- [Saved entries]

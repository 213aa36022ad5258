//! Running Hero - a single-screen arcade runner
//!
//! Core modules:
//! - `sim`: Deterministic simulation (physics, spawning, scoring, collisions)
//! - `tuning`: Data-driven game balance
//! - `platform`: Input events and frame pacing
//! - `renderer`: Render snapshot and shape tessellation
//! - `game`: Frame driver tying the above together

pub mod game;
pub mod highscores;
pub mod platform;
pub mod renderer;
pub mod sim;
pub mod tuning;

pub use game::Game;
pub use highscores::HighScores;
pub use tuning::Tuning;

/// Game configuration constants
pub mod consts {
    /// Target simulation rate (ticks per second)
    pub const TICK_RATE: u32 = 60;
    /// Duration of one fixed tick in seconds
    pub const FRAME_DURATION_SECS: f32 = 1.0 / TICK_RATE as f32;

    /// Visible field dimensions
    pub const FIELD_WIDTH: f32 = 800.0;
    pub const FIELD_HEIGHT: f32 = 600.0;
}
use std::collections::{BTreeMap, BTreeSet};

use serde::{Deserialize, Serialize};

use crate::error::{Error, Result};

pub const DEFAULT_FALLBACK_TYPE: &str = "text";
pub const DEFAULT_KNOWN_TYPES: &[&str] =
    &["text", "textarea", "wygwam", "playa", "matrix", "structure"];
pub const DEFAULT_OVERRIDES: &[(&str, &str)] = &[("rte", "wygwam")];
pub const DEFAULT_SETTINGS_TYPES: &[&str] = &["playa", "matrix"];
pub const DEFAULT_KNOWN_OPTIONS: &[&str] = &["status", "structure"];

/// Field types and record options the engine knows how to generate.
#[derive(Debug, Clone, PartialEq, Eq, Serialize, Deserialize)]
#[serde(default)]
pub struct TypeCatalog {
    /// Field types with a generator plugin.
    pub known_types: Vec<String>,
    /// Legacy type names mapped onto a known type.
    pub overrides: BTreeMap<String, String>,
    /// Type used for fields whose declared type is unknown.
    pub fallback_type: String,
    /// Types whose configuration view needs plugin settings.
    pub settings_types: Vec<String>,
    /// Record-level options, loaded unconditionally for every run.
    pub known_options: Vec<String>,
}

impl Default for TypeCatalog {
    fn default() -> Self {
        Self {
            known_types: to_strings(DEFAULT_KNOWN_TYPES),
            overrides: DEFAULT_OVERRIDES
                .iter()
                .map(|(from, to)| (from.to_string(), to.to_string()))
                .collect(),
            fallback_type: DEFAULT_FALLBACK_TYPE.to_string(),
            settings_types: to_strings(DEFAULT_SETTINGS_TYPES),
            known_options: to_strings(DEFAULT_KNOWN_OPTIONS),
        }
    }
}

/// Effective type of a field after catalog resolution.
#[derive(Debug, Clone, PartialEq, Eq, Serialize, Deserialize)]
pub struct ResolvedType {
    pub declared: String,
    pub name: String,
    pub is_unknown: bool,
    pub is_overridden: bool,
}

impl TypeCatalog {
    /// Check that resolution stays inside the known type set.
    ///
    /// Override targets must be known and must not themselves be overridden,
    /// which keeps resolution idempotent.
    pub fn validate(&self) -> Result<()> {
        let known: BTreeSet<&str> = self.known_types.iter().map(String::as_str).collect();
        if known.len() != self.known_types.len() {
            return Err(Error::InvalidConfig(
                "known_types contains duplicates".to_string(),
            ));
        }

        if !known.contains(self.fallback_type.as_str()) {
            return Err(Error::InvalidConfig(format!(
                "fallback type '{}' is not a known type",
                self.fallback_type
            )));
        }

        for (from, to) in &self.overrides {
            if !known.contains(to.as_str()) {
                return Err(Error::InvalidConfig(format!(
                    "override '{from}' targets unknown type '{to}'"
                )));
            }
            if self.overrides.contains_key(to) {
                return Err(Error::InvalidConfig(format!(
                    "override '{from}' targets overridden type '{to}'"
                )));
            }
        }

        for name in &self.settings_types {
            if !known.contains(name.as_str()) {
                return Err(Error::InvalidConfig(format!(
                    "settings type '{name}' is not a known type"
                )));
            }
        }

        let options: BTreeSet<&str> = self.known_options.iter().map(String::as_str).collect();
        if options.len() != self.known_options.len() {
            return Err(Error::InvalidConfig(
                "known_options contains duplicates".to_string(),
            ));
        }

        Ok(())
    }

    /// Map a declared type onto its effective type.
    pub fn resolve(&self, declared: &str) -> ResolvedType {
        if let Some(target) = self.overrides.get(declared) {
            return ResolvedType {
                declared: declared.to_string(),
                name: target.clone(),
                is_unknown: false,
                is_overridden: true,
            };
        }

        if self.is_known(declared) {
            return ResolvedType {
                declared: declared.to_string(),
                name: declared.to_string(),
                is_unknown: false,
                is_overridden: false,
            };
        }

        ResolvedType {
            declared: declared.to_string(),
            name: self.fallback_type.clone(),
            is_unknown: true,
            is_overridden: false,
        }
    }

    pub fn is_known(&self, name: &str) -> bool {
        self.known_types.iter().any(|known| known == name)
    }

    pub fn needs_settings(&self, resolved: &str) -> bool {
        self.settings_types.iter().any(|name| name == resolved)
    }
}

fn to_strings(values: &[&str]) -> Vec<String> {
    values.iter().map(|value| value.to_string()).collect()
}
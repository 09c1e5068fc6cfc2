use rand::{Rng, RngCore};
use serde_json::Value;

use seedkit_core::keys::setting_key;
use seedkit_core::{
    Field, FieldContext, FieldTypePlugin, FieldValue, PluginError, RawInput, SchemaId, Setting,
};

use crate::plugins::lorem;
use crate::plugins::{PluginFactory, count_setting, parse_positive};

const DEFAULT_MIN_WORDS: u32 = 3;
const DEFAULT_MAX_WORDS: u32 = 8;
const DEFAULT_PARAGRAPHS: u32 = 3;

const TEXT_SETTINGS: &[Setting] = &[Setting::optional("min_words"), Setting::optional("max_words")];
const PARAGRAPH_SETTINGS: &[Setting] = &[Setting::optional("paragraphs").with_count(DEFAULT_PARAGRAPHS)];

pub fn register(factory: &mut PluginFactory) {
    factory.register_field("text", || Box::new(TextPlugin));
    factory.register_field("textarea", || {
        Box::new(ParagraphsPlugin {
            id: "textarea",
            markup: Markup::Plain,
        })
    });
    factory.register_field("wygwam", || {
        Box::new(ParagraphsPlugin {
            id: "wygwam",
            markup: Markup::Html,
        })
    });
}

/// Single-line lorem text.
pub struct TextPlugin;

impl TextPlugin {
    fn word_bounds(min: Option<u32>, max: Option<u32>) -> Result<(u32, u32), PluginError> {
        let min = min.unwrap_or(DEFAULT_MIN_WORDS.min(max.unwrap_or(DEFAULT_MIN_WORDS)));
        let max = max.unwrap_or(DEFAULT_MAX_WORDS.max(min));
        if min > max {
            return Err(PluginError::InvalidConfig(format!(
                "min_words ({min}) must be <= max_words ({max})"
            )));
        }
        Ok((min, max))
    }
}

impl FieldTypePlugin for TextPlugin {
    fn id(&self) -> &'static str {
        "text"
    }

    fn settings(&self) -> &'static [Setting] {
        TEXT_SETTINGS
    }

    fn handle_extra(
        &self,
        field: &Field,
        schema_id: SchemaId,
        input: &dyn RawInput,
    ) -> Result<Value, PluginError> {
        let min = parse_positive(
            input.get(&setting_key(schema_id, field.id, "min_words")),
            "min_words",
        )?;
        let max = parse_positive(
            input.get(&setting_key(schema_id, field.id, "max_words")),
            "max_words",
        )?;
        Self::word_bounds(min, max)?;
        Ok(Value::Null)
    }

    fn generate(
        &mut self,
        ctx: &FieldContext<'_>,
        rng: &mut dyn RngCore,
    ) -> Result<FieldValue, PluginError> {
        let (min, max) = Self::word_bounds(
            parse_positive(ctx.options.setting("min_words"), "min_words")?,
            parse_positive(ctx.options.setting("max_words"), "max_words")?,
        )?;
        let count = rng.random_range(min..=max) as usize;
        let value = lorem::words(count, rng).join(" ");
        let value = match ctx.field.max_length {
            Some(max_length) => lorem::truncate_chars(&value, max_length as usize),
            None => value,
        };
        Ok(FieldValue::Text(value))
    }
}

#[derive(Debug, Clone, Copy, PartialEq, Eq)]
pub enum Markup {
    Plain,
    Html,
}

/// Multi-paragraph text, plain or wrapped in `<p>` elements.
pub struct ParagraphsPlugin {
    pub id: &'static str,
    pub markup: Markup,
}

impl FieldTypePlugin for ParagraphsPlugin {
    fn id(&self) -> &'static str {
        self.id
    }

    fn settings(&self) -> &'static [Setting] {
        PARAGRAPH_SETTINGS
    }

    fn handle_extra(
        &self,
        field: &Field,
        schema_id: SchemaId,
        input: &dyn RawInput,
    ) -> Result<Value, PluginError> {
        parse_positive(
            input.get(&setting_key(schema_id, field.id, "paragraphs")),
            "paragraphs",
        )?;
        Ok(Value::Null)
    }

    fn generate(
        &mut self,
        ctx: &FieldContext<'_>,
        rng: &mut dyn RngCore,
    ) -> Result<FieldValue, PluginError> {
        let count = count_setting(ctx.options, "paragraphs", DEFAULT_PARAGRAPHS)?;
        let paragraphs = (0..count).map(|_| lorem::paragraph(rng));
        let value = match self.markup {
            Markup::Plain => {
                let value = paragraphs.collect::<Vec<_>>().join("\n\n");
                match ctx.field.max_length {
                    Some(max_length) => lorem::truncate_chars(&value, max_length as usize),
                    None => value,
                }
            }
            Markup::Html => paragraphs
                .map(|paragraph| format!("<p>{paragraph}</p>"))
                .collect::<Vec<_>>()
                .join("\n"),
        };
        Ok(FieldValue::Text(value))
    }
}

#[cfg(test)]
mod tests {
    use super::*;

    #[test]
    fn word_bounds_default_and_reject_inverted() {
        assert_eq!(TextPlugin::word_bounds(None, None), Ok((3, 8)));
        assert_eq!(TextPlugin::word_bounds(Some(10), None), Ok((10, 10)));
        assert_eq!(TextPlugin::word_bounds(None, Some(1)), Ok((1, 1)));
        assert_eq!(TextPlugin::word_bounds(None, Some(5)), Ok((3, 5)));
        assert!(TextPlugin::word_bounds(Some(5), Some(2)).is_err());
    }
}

- [Description of the task] Only the lines from the start of the data to the line holding "and frame pacing" are wanted; return them exactly, both ends included.

- [Task solution]
repository 213aa36022ad5258
//! Running Hero - a single-screen arcade runner
//!
//! Core modules:
//! - `sim`: Deterministic simulation (physics, spawning, scoring, collisions)
//! - `tuning`: Data-driven game balance
//! - `platform`: Input events and frame pacing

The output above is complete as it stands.